**Assigned task:**
Lines from the top of the entries down to the line with "fn config_file(contents: &str)" must be set down exactly as they stand, with both ends retained.

**Materials provided:**
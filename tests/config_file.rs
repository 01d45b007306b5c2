// Integration tests for loading config files through the public API

use chaksu::config::{ConfigError, Store, ValueRef};
use chaksu::keys::KeyName;
use chaksu::Settings;
use std::io::Write;
use std::sync::Arc;
use std::thread;
use tempfile::NamedTempFile;

fn config_file(contents: &str) -> NamedTempFile {
    let mut file = NamedTempFile::new().unwrap();
    file.write_all(contents.as_bytes()).unwrap();
    file.flush().unwrap();
    file
}

#[test]
fn test_load_from_file() {
    let file = config_file("width = 800\nheight = 600\ntitle = \"Viewer\"\n# trailing comment");
    let store = Store::from_file(file.path()).unwrap();

    let entries: Vec<_> = store.records().map(|e| (e.key, e.value)).collect();
    assert_eq!(
        entries,
        vec![
            ("width", ValueRef::Int(800)),
            ("height", ValueRef::Int(600)),
            ("title", ValueRef::String("Viewer")),
        ]
    );
    assert_eq!(store.get_int("width"), Some(800));
    assert_eq!(store.get_string("missing"), None);
}

#[test]
fn test_empty_file_is_rejected() {
    let file = config_file("");
    assert!(matches!(
        Store::from_file(file.path()),
        Err(ConfigError::EmptyInput)
    ));
}

#[test]
fn test_comment_only_file_is_an_empty_store() {
    let file = config_file("#comment\n");
    let store = Store::from_file(file.path()).unwrap();
    assert!(store.is_empty());
}

#[test]
fn test_lexical_error_reports_line() {
    let file = config_file("a = 1\nb = 2\nname = \"abc");
    match Store::from_file(file.path()) {
        Err(ConfigError::Lexical { line, message }) => {
            assert_eq!(line, 3);
            assert_eq!(message, "unterminated string");
        }
        other => panic!("expected lexical error, got {:?}", other),
    }
}

#[test]
fn test_malformed_entries_do_not_hide_valid_ones() {
    let file = config_file(
        "window_width = 1280\n\
         window_height 720\n\
         framerate = = 30\n\
         next_image = \"n\"\n",
    );
    let store = Store::from_file(file.path()).unwrap();

    let lines: Vec<_> = store.diagnostics().iter().map(|d| d.line).collect();
    assert_eq!(lines, vec![2, 3]);

    let settings = Settings::from_store(&store);
    assert_eq!(settings.window_width, 1280);
    assert_eq!(settings.window_height, Settings::defaults().window_height);
    assert_eq!(settings.framerate, Settings::defaults().framerate);
    assert_eq!(settings.next_image, KeyName::Letter('N'));
}

#[test]
fn test_store_shared_across_threads() {
    let store = Arc::new(Store::from_bytes(b"title = \"Viewer\"\nscale = 0.5").unwrap());

    let handles: Vec<_> = (0..4)
        .map(|_| {
            let store = Arc::clone(&store);
            thread::spawn(move || {
                (
                    store.get_string("title").map(str::to_string),
                    store.get_float("scale"),
                )
            })
        })
        .collect();

    for handle in handles {
        let (title, scale) = handle.join().unwrap();
        assert_eq!(title.as_deref(), Some("Viewer"));
        assert_eq!(scale, Some(0.5));
    }
}
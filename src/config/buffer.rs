// Growable buffer module
// A contiguous, append-only buffer with explicit, fallible growth

use super::error::ConfigError;

/// Initial number of elements reserved on the first growth
const MIN_CAPACITY: usize = 8;

/// Append-only contiguous buffer.
///
/// Growth doubles the capacity (or grows by the requested amount, whichever is
/// larger) and reports allocation failure as [`ConfigError::OutOfMemory`]
/// instead of aborting. Any growth may move the elements, so callers keep
/// indices into the buffer, never references across an append.
#[derive(Debug, Clone)]
pub struct GrowBuffer<T> {
    items: Vec<T>,
}

impl<T> GrowBuffer<T> {
    /// Create an empty buffer without allocating
    pub fn new() -> Self {
        Self { items: Vec::new() }
    }

    /// Make room for at least `min_extra` more elements
    pub fn ensure_capacity(&mut self, min_extra: usize) -> Result<(), ConfigError> {
        let required = self
            .items
            .len()
            .checked_add(min_extra)
            .ok_or(ConfigError::OutOfMemory)?;
        if required <= self.items.capacity() {
            return Ok(());
        }

        let doubled = self.items.capacity().saturating_mul(2).max(MIN_CAPACITY);
        let target = doubled.max(required);
        self.items.try_reserve_exact(target - self.items.len())?;
        Ok(())
    }

    /// Append one element and return its index
    pub fn append(&mut self, item: T) -> Result<usize, ConfigError> {
        self.ensure_capacity(1)?;
        let index = self.items.len();
        self.items.push(item);
        Ok(index)
    }

    /// Number of elements in use
    pub fn len(&self) -> usize {
        self.items.len()
    }

    pub fn is_empty(&self) -> bool {
        self.items.is_empty()
    }

    /// Number of elements allocated
    pub fn capacity(&self) -> usize {
        self.items.capacity()
    }

    pub fn get(&self, index: usize) -> Option<&T> {
        self.items.get(index)
    }

    pub fn as_slice(&self) -> &[T] {
        &self.items
    }

    pub fn iter(&self) -> std::slice::Iter<'_, T> {
        self.items.iter()
    }
}

impl<T: Copy> GrowBuffer<T> {
    /// Append a run of elements and return the index of the first one
    pub fn extend_from_slice(&mut self, items: &[T]) -> Result<usize, ConfigError> {
        self.ensure_capacity(items.len())?;
        let index = self.items.len();
        self.items.extend_from_slice(items);
        Ok(index)
    }
}

impl<T> Default for GrowBuffer<T> {
    fn default() -> Self {
        Self::new()
    }
}

#[cfg(test)]
mod tests {
    use super::*;

    #[test]
    fn test_append_returns_indices_in_order() {
        let mut buf = GrowBuffer::new();
        assert_eq!(buf.append('a').unwrap(), 0);
        assert_eq!(buf.append('b').unwrap(), 1);
        assert_eq!(buf.len(), 2);
        assert_eq!(buf.get(1), Some(&'b'));
        assert_eq!(buf.get(2), None);
    }

    #[test]
    fn test_growth_doubles_capacity() {
        let mut buf = GrowBuffer::new();
        assert_eq!(buf.capacity(), 0);
        buf.append(1u32).unwrap();
        assert_eq!(buf.capacity(), MIN_CAPACITY);

        for i in 0..MIN_CAPACITY as u32 {
            buf.append(i).unwrap();
        }
        assert_eq!(buf.capacity(), MIN_CAPACITY * 2);
        assert!(buf.len() <= buf.capacity());
    }

    #[test]
    fn test_ensure_capacity_honors_large_requests() {
        let mut buf: GrowBuffer<u8> = GrowBuffer::new();
        buf.ensure_capacity(100).unwrap();
        assert!(buf.capacity() >= 100);
        assert!(buf.is_empty());
    }

    #[test]
    fn test_extend_from_slice() {
        let mut buf = GrowBuffer::new();
        buf.append(0u8).unwrap();
        let start = buf.extend_from_slice(b"abc").unwrap();
        assert_eq!(start, 1);
        assert_eq!(buf.as_slice(), b"\0abc");
    }

    #[test]
    fn test_overflowing_request_is_out_of_memory() {
        let mut buf = GrowBuffer::new();
        buf.append(0u8).unwrap();
        let err = buf.ensure_capacity(usize::MAX).unwrap_err();
        assert!(matches!(err, ConfigError::OutOfMemory));
    }
}
// Color module
// RGBA colors written as hex strings in the config file

use std::fmt;
use std::str::FromStr;
use thiserror::Error;

/// An 8-bit-per-channel RGBA color.
#[derive(Debug, Clone, Copy, PartialEq, Eq, Hash)]
pub struct Color {
    pub r: u8,
    pub g: u8,
    pub b: u8,
    pub a: u8,
}

#[derive(Debug, Clone, PartialEq, Eq, Error)]
pub enum ColorError {
    #[error("color must have 6 or 8 hex digits, got {0}")]
    InvalidLength(usize),
    #[error("invalid hex digit '{0}' in color")]
    InvalidDigit(char),
}

impl Color {
    pub const fn rgba(r: u8, g: u8, b: u8, a: u8) -> Self {
        Color { r, g, b, a }
    }
}

impl FromStr for Color {
    type Err = ColorError;

    /// Accepts `RRGGBB` or `RRGGBBAA`, optionally prefixed with `#`.
    /// Alpha defaults to fully opaque.
    fn from_str(s: &str) -> Result<Self, Self::Err> {
        let hex = s.trim().strip_prefix('#').unwrap_or(s.trim());

        let mut digits = Vec::with_capacity(8);
        for c in hex.chars() {
            let d = c.to_digit(16).ok_or(ColorError::InvalidDigit(c))?;
            digits.push(d as u8);
        }
        if digits.len() != 6 && digits.len() != 8 {
            return Err(ColorError::InvalidLength(digits.len()));
        }

        let channel = |i: usize| digits[i] << 4 | digits[i + 1];
        let a = if digits.len() == 8 { channel(6) } else { 0xff };
        Ok(Color::rgba(channel(0), channel(2), channel(4), a))
    }
}

impl fmt::Display for Color {
    fn fmt(&self, f: &mut fmt::Formatter<'_>) -> fmt::Result {
        write!(f, "#{:02x}{:02x}{:02x}{:02x}", self.r, self.g, self.b, self.a)
    }
}

#[cfg(test)]
mod tests {
    use super::*;

    #[test]
    fn test_parse_rgb_and_rgba() {
        assert_eq!("#282828".parse(), Ok(Color::rgba(0x28, 0x28, 0x28, 0xff)));
        assert_eq!("ff000080".parse(), Ok(Color::rgba(0xff, 0, 0, 0x80)));
        assert_eq!("#AbCdEf".parse(), Ok(Color::rgba(0xab, 0xcd, 0xef, 0xff)));
    }

    #[test]
    fn test_parse_errors() {
        assert_eq!("#fff".parse::<Color>(), Err(ColorError::InvalidLength(3)));
        assert_eq!("#12345g".parse::<Color>(), Err(ColorError::InvalidDigit('g')));
        assert_eq!("".parse::<Color>(), Err(ColorError::InvalidLength(0)));
    }

    #[test]
    fn test_display() {
        assert_eq!(Color::rgba(0xff, 0, 0, 0xff).to_string(), "#ff0000ff");
    }
}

**The completed task:**
filename tests/config_file.rs
repository 01d45b007306b5c2
// Integration tests for loading config files through the public API

use chaksu::config::{ConfigError, Store, ValueRef};
use chaksu::keys::KeyName;
use chaksu::Settings;
use std::io::Write;
use std::sync::Arc;
use std::thread;
use tempfile::NamedTempFile;

fn config_file(contents: &str) -> NamedTempFile {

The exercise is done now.